*** STUDY MATERIAL ***

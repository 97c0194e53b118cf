//! `insee`: build and query the INSEE reference database.
//!
//! # Usage
//!
//! ```text
//! insee import
//! insee verify
//! insee report departments Occitanie
//! insee --format json report growth 2015 2021
//! ```
//!
//! Settings come from `insee.toml` (or `--config`), then `INSEE_*`
//! environment variables, then the flags below.

mod config;
mod render;

use std::path::PathBuf;

use anyhow::Context as _;
use clap::{Parser, Subcommand, ValueEnum};
use insee_core::{statistic::LATEST_CENSUS, store::ReportStore};
use insee_store_sqlite::{ImportReport, SqliteStore};
use render::{Table, number};
use serde::Serialize;
use tracing::{error, info, level_filters::LevelFilter, warn};
use tracing_subscriber::EnvFilter;

use crate::config::Settings;

// ─── CLI args ─────────────────────────────────────────────────────────────────

#[derive(Parser, Debug)]
#[command(name = "insee", version, about = "Load and query the INSEE reference database")]
struct Cli {
  /// Path to the TOML configuration file.
  #[arg(short, long, global = true, default_value = "insee.toml")]
  config: PathBuf,

  /// SQLite database file; overrides `database_path`.
  #[arg(long, global = true)]
  database: Option<PathBuf>,

  /// Directory holding the reference CSV files; overrides `data_dir`.
  #[arg(long, global = true)]
  data_dir: Option<PathBuf>,

  #[arg(long, global = true, value_enum, default_value_t = Format::Table)]
  format: Format,

  #[command(subcommand)]
  command: Command,
}

#[derive(Debug, Clone, Copy, PartialEq, Eq, ValueEnum)]
enum Format {
  Table,
  Json,
}

#[derive(Subcommand, Debug)]
enum Command {
  /// Create the schema.
  Init,
  /// Load the reference files, then print the verification summary.
  Import,
  /// Print table counts and integrity violations; fails if any exist.
  Verify,
  /// Run a read-only report.
  Report {
    #[command(subcommand)]
    report: Report,
  },
}

#[derive(Subcommand, Debug, Clone)]
enum Report {
  /// Departments of a region, given by code or name.
  Departments { region: String },
  /// Communes of a department above a population threshold.
  Communes {
    departement:    String,
    #[arg(long, default_value_t = 10_000.0)]
    min_population: f64,
  },
  /// Population growth per region between two census years.
  Growth { start: i32, end: i32 },
  /// Most and least populated regions.
  Extremes,
  /// Most populated communes for a census year.
  Top {
    #[arg(long, default_value_t = LATEST_CENSUS)]
    year:  i32,
    #[arg(long, default_value_t = 5)]
    limit: usize,
  },
  /// Population per region for a census year.
  ByRegion {
    #[arg(long, default_value_t = LATEST_CENSUS)]
    year: i32,
  },
  /// Communes with the largest population change between two censuses.
  Evolution {
    #[arg(long, default_value_t = 2015)]
    start: i32,
    #[arg(long, default_value_t = LATEST_CENSUS)]
    end:   i32,
    #[arg(long, default_value_t = 5)]
    limit: usize,
  },
  /// Most densely populated departments.
  Density {
    #[arg(long, default_value_t = 5)]
    limit: usize,
  },
  /// Every report that needs no argument.
  All,
}

impl Report {
  fn defaults() -> [Report; 6] {
    [
      Report::Extremes,
      Report::Growth { start: 2015, end: LATEST_CENSUS },
      Report::Top { year: LATEST_CENSUS, limit: 5 },
      Report::ByRegion { year: LATEST_CENSUS },
      Report::Evolution { start: 2015, end: LATEST_CENSUS, limit: 5 },
      Report::Density { limit: 5 },
    ]
  }

  fn title(&self) -> String {
    match self {
      Report::Departments { region } => format!("Departements of {region}"),
      Report::Communes { departement, min_population } => {
        format!("Communes of {departement} above {} inhabitants", number(*min_population))
      }
      Report::Growth { start, end } => format!("Population growth {start}-{end} by region"),
      Report::Extremes => "Most and least populated regions".to_owned(),
      Report::Top { year, limit } => format!("Top {limit} communes by population ({year})"),
      Report::ByRegion { year } => format!("Population by region ({year})"),
      Report::Evolution { start, end, limit } => {
        format!("Top {limit} communes by population change {start}-{end}")
      }
      Report::Density { limit } => format!("Top {limit} departements by density (hab/km²)"),
      Report::All => "All reports".to_owned(),
    }
  }
}

// ─── Entry point ──────────────────────────────────────────────────────────────

#[tokio::main]
async fn main() -> anyhow::Result<()> {
  // Logs go to stderr so JSON output stays parseable.
  tracing_subscriber::fmt()
    .with_writer(std::io::stderr)
    .with_env_filter(
      EnvFilter::builder()
        .with_default_directive(LevelFilter::INFO.into())
        .from_env_lossy(),
    )
    .init();

  let cli = Cli::parse();

  let mut settings = Settings::load(&cli.config)?;
  if let Some(database) = cli.database {
    settings.database_path = database;
  }
  if let Some(data_dir) = cli.data_dir {
    settings.data_dir = data_dir;
  }

  let db_path = settings.database_path();
  let store = SqliteStore::open(&db_path)
    .await
    .with_context(|| format!("failed to open database at {db_path:?}"))?;

  match cli.command {
    Command::Init => {
      info!(path = %db_path.display(), "schema ready");
      Ok(())
    }
    Command::Import => import(&store, &settings, cli.format).await,
    Command::Verify => verify(&store, cli.format).await,
    Command::Report { report } => show(&store, &report, cli.format).await,
  }
}

// ─── Commands ─────────────────────────────────────────────────────────────────

async fn import(store: &SqliteStore, settings: &Settings, format: Format) -> anyhow::Result<()> {
  let files = settings.import_files();
  info!(files = ?files, "starting import");

  let report = store.import(files).await.context("import failed")?;
  emit(format, "Import", &report, import_table)?;
  if !report.warnings.is_empty() {
    warn!(count = report.warnings.len(), "rows skipped during import");
  }

  verify(store, format).await
}

fn import_table(report: &ImportReport) -> Table {
  let mut table = Table::new(["Step", "Read", "Inserted", "Existing", "Skipped", "Filtered"]);
  for step in &report.steps {
    table.row([
      step.step.label().to_owned(),
      step.read.to_string(),
      step.inserted.to_string(),
      step.existing.to_string(),
      step.skipped.to_string(),
      step.filtered.to_string(),
    ]);
  }
  table
}

async fn verify(store: &SqliteStore, format: Format) -> anyhow::Result<()> {
  let summary = store.summary().await.context("failed to count rows")?;
  emit(format, "Imported rows", &summary, |summary| {
    let c = &summary.counts;
    let mut table = Table::new(["Table", "Rows"]);
    table
      .row(["region".to_owned(), c.regions.to_string()])
      .row(["departement".to_owned(), c.departements.to_string()])
      .row(["commune".to_owned(), c.communes.to_string()])
      .row(["chef_lieu_region".to_owned(), c.chefs_lieux_region.to_string()])
      .row(["chef_lieu_departement".to_owned(), c.chefs_lieux_departement.to_string()])
      .row(["type_statistique".to_owned(), c.statistic_types.to_string()])
      .row(["statistique".to_owned(), c.statistics.to_string()]);
    table
  })?;
  // JSON output already carries the seats inside the summary.
  if format == Format::Table && !summary.sample_seats.is_empty() {
    let mut seats = Table::new(["Code", "Region", "Chef-lieu"]);
    for seat in &summary.sample_seats {
      seats.row([seat.region_code.clone(), seat.region.clone(), seat.commune.clone()]);
    }
    println!("\n=== Sample region chefs-lieux ===");
    println!("{seats}");
  }

  let violations = store.integrity_check().await.context("integrity check failed")?;
  if violations.is_empty() {
    info!("no integrity violations");
    return Ok(());
  }
  emit(format, "Integrity violations", &violations, |violations| {
    let mut table = Table::new(["Table", "Row", "Problem"]);
    for v in violations {
      table.row([
        v.table.clone(),
        v.rowid.map(|id| id.to_string()).unwrap_or_default(),
        v.reason.clone(),
      ]);
    }
    table
  })?;
  anyhow::bail!("{} integrity violation(s)", violations.len())
}

/// Run one report, or every default report for [`Report::All`].
async fn show(store: &SqliteStore, report: &Report, format: Format) -> anyhow::Result<()> {
  match report {
    Report::All => {
      let outcome = show_each(store, &Report::defaults(), format).await;
      info!(ran = outcome.ran.len(), skipped = outcome.skipped.len(), "reports done");
      Ok(())
    }
    report => show_one(store, report, format).await,
  }
}

/// Titles of the reports that ran, and of those skipped after an error.
#[derive(Debug, Default)]
struct Outcome {
  ran:     Vec<String>,
  skipped: Vec<String>,
}

/// Run `reports` in order. A failing report is logged and skipped; the
/// next one still runs.
async fn show_each(store: &SqliteStore, reports: &[Report], format: Format) -> Outcome {
  let mut outcome = Outcome::default();
  for report in reports {
    let title = report.title();
    match show_one(store, report, format).await {
      Ok(()) => outcome.ran.push(title),
      Err(e) => {
        error!(report = %title, "report skipped: {e:#}");
        outcome.skipped.push(title);
      }
    }
  }
  outcome
}

async fn show_one(store: &SqliteStore, report: &Report, format: Format) -> anyhow::Result<()> {
  let title = report.title();
  match report {
    Report::Departments { region } => {
      let rows = store.departments_in_region(region).await?;
      emit(format, &title, &rows, |rows| {
        let mut table = Table::new(["Code", "Departement", "Chef-lieu"]);
        for d in rows {
          table.row([d.code.clone(), d.name.clone(), d.chef_lieu.clone().unwrap_or_default()]);
        }
        table
      })
    }
    Report::Communes { departement, min_population } => {
      let rows = store.communes_above_population(departement, *min_population).await?;
      emit(format, &title, &rows, |rows| {
        let mut table = Table::new(["Code", "Commune", "Population"]);
        for c in rows {
          table.row([c.code.clone(), c.name.clone(), number(c.population)]);
        }
        table
      })
    }
    Report::Growth { start, end } => {
      let rows = store.population_growth(*start, *end).await?;
      emit(format, &title, &rows, |rows| {
        let mut table = Table::new([
          "Region".to_owned(),
          format!("Pop {start}"),
          format!("Pop {end}"),
          "Rate (%)".to_owned(),
        ]);
        for g in rows {
          table.row([
            g.region.clone(),
            number(g.pop_start),
            number(g.pop_end),
            g.growth_rate.map(number).unwrap_or_default(),
          ]);
        }
        table
      })
    }
    Report::Extremes => {
      let extremes = store.region_extremes().await?;
      emit(format, &title, &extremes, |extremes| {
        let mut table = Table::new(["", "Region", "Population"]);
        for (label, region) in [("most", &extremes.most), ("least", &extremes.least)] {
          if let Some(r) = region {
            table.row([label.to_owned(), r.name.clone(), number(r.population)]);
          }
        }
        table
      })
    }
    Report::Top { year, limit } => {
      let rows = store.top_communes(*year, *limit).await?;
      emit(format, &title, &rows, |rows| {
        let mut table = Table::new(["Commune", "Departement", "Population"]);
        for c in rows {
          table.row([c.commune.clone(), c.departement.clone(), number(c.population)]);
        }
        table
      })
    }
    Report::ByRegion { year } => {
      let rows = store.population_by_region(*year).await?;
      emit(format, &title, &rows, |rows| {
        let mut table = Table::new(["Code", "Region", "Population"]);
        for r in rows {
          table.row([r.code.clone(), r.name.clone(), number(r.population)]);
        }
        table
      })
    }
    Report::Evolution { start, end, limit } => {
      let rows = store.commune_evolution(*start, *end, *limit).await?;
      emit(format, &title, &rows, |rows| {
        let mut table = Table::new([
          "Commune".to_owned(),
          "Departement".to_owned(),
          format!("Pop {start}"),
          format!("Pop {end}"),
          "Change (%)".to_owned(),
        ]);
        for c in rows {
          table.row([
            c.commune.clone(),
            c.departement.clone(),
            number(c.pop_start),
            number(c.pop_end),
            number(c.evolution),
          ]);
        }
        table
      })
    }
    Report::Density { limit } => {
      let rows = store.departement_density(*limit).await?;
      emit(format, &title, &rows, |rows| {
        let mut table = Table::new(["Departement", "Density (hab/km²)"]);
        for d in rows {
          table.row([d.departement.clone(), number(d.density)]);
        }
        table
      })
    }
    Report::All => anyhow::bail!("`all` expands to several reports"),
  }
}

// ─── Output ───────────────────────────────────────────────────────────────────

fn emit<T: Serialize>(
  format: Format,
  title: &str,
  value: &T,
  table: impl FnOnce(&T) -> Table,
) -> anyhow::Result<()> {
  match format {
    Format::Json => println!("{}", serde_json::to_string_pretty(value)?),
    Format::Table => {
      println!("\n=== {title} ===");
      println!("{}", table(value));
    }
  }
  Ok(())
}

#[cfg(test)]
mod tests {
  use clap::CommandFactory;

  use super::*;

  #[test]
  fn cli_definition_is_valid() {
    Cli::command().debug_assert();
  }

  #[test]
  fn communes_threshold_defaults_to_ten_thousand() {
    let cli = Cli::try_parse_from(["insee", "report", "communes", "01"]).unwrap();
    let Command::Report { report: Report::Communes { departement, min_population } } = cli.command
    else {
      panic!("expected communes report");
    };
    assert_eq!(departement, "01");
    assert_eq!(min_population, 10_000.0);
  }

  #[test]
  fn global_flags_follow_the_subcommand() {
    let args = ["insee", "report", "top", "--limit", "3", "--format", "json", "--database", "x.db"];
    let cli = Cli::try_parse_from(args).unwrap();
    assert_eq!(cli.format, Format::Json);
    assert_eq!(cli.database, Some(PathBuf::from("x.db")));
    assert!(matches!(
      cli.command,
      Command::Report { report: Report::Top { year: LATEST_CENSUS, limit: 3 } }
    ));
  }

  #[test]
  fn all_reports_need_no_arguments() {
    let titles: Vec<_> = Report::defaults().iter().map(Report::title).collect();
    assert_eq!(titles.len(), 6);
    assert!(titles.iter().all(|t| !t.is_empty()));
  }

  #[tokio::test]
  async fn failing_report_is_skipped_and_the_rest_still_run() {
    let dir = tempfile::tempdir().unwrap();
    let path = dir.path().join("insee.db");
    let store = SqliteStore::open(&path).await.unwrap();

    // Break the two reports built on the regional population view.
    rusqlite::Connection::open(&path)
      .unwrap()
      .execute_batch("DROP VIEW population_regions")
      .unwrap();

    let reports = Report::defaults();
    let outcome = show_each(&store, &reports, Format::Json).await;

    let title = |i: usize| reports[i].title();
    assert_eq!(outcome.skipped, [title(1), title(3)]);
    assert_eq!(outcome.ran, [title(0), title(2), title(4), title(5)]);
  }

  #[tokio::test]
  async fn all_is_not_a_single_report() {
    let store = SqliteStore::open_in_memory().await.unwrap();
    assert!(show_one(&store, &Report::All, Format::Json).await.is_err());
  }
}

*** End of STUDY MATERIAL ***

Write out every line of the preceding listing that contains "least".

  /// Most and least populated regions.
      Report::Extremes => "Most and least populated regions".to_owned(),
        for (label, region) in [("most", &extremes.most), ("least", &extremes.least)] {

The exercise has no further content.